Myers’s condemnation of Nassar’s immoral behavior does raise an important question about Myers’s worldview. On what rational basis can an atheist condemn immorality? After all, atheists deny the supernatural. They insist that the natural world — the world as described by physical science — is all that exists. Most atheists deny the existence of immaterial minds, and by definition they deny the existence of a Mind that creates, holds in existence, and judges humanity.

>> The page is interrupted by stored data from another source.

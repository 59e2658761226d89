//! Canonical-form engine: isomorphism-invariant certificates and deduplication.
//!
//! Purpose
//! - Two embeddings are the same drawing up to relabeling, choice of root and
//!   reflection iff their minimal certificates are equal.
//! - `Registry` classifies a stream of embeddings as new or duplicate.
//!
//! Notes
//! - Certificates compare by vertex count, crossing count, half-edge count,
//!   length, then content. The sentinel after each rotation list is
//!   `vertices + crossings`, larger than every relabeled id.
//! - Only roots at original vertices are tried: crossings are never mapped
//!   to original vertices by an isomorphism.

mod certificate;
mod registry;

pub use certificate::{canonical_certificate, certificate_from, Certificate};
pub use registry::{Classification, Registry};
use shared::Route;
use yew::prelude::*;

use crate::hooks::use_navigator::use_navigator;

#[function_component(NotFound)]
pub fn not_found() -> Html {
    let navigator = use_navigator();
    html! {
        <section class="card not-found">
            <h2>{"Page not found"}</h2>
            <a class="btn btn-primary" href={Route::Events.path()} onclick={navigator.to(Route::Events)}>
                {"Back to events"}
            </a>
        </section>
    }
}
pub mod comments_panel;
pub mod gift_status_modal;
pub mod gift_table;

pub use gift_table::GiftTable;
use shared::session;
use shared::validation::{FormField, FormValidation};
use shared::{AlertDialog, Route, SubmitError};
use wasm_bindgen_futures::spawn_local;
use yew::prelude::*;

use super::alert_dialog::AlertDialogModal;
use super::forms::{bind_input, FieldError};
use crate::hooks::use_navigator::use_navigator;
use crate::services::api::api_client;

#[function_component(Signup)]
pub fn signup() -> Html {
    let navigator = use_navigator();
    let name = use_state(String::new);
    let email = use_state(String::new);
    let password = use_state(String::new);
    let validation = use_state(FormValidation::default);
    let is_submitting = use_state(|| false);
    let alert = use_state(|| Option::<AlertDialog>::None);

    let on_submit = {
        let name = name.clone();
        let email = email.clone();
        let password = password.clone();
        let validation = validation.clone();
        let is_submitting = is_submitting.clone();
        let alert = alert.clone();
        let navigator = navigator.clone();

        Callback::from(move |e: SubmitEvent| {
            e.prevent_default();
            if *is_submitting {
                return;
            }

            let name = (*name).clone();
            let email = (*email).clone();
            let password = (*password).clone();
            let validation = validation.clone();
            let is_submitting = is_submitting.clone();
            let alert = alert.clone();
            let navigator = navigator.clone();

            is_submitting.set(true);
            spawn_local(async move {
                let result = session::signup(&api_client(), &name, &email, &password).await;
                is_submitting.set(false);
                match result {
                    Ok(route) => {
                        validation.set(FormValidation::default());
                        navigator.push(route);
                    }
                    Err(SubmitError::Invalid(errors)) => validation.set(errors),
                    Err(SubmitError::Rejected(dialog)) => alert.set(Some(dialog)),
                    Err(SubmitError::Refresh(_)) => navigator.push(Route::Login),
                }
            });
        })
    };

    let on_alert_close = {
        let alert = alert.clone();
        Callback::from(move |_: ()| alert.set(None))
    };

    html! {
        <div class="auth-page">
            <div class="card auth-card">
                <h1 class="auth-title">{"Sign up"}</h1>
                <form class="auth-form" onsubmit={on_submit} novalidate=true>
                    <div class="form-group">
                        <label for="name">{"Name"}</label>
                        <input id="name" type="text" value={(*name).clone()} oninput={bind_input(&name)} disabled={*is_submitting} />
                        <FieldError message={validation.error_for(FormField::Name)} />
                    </div>
                    <div class="form-group">
                        <label for="email">{"Email"}</label>
                        <input id="email" type="email" value={(*email).clone()} oninput={bind_input(&email)} disabled={*is_submitting} />
                        <FieldError message={validation.error_for(FormField::Email)} />
                    </div>
                    <div class="form-group">
                        <label for="password">{"Password"}</label>
                        <input id="password" type="password" value={(*password).clone()} oninput={bind_input(&password)} disabled={*is_submitting} />
                        <FieldError message={validation.error_for(FormField::Password)} />
                    </div>
                    <button type="submit" class="btn btn-primary" disabled={*is_submitting}>
                        {if *is_submitting { "Signing up..." } else { "Signup" }}
                    </button>
                    <p class="auth-switch">
                        {"Already registered? "}
                        <a href={Route::Login.path()} onclick={navigator.to(Route::Login)}>{"Log in"}</a>
                    </p>
                </form>
            </div>
            <AlertDialogModal dialog={(*alert).clone()} on_close={on_alert_close} />
        </div>
    }
}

So why, from the atheist perspective, is some behavior immoral? What does an atheist mean by “immoral”?

Immoral behavior is obviously, in some sense, behavior that transgresses a law. What kind of law? There would seem to be two options: objective law and subjective law. By objective law I mean law that is independent of human opinion and that does not have its source in human minds. By subjective law I mean law that is dependent on human opinion and that has its source in human minds.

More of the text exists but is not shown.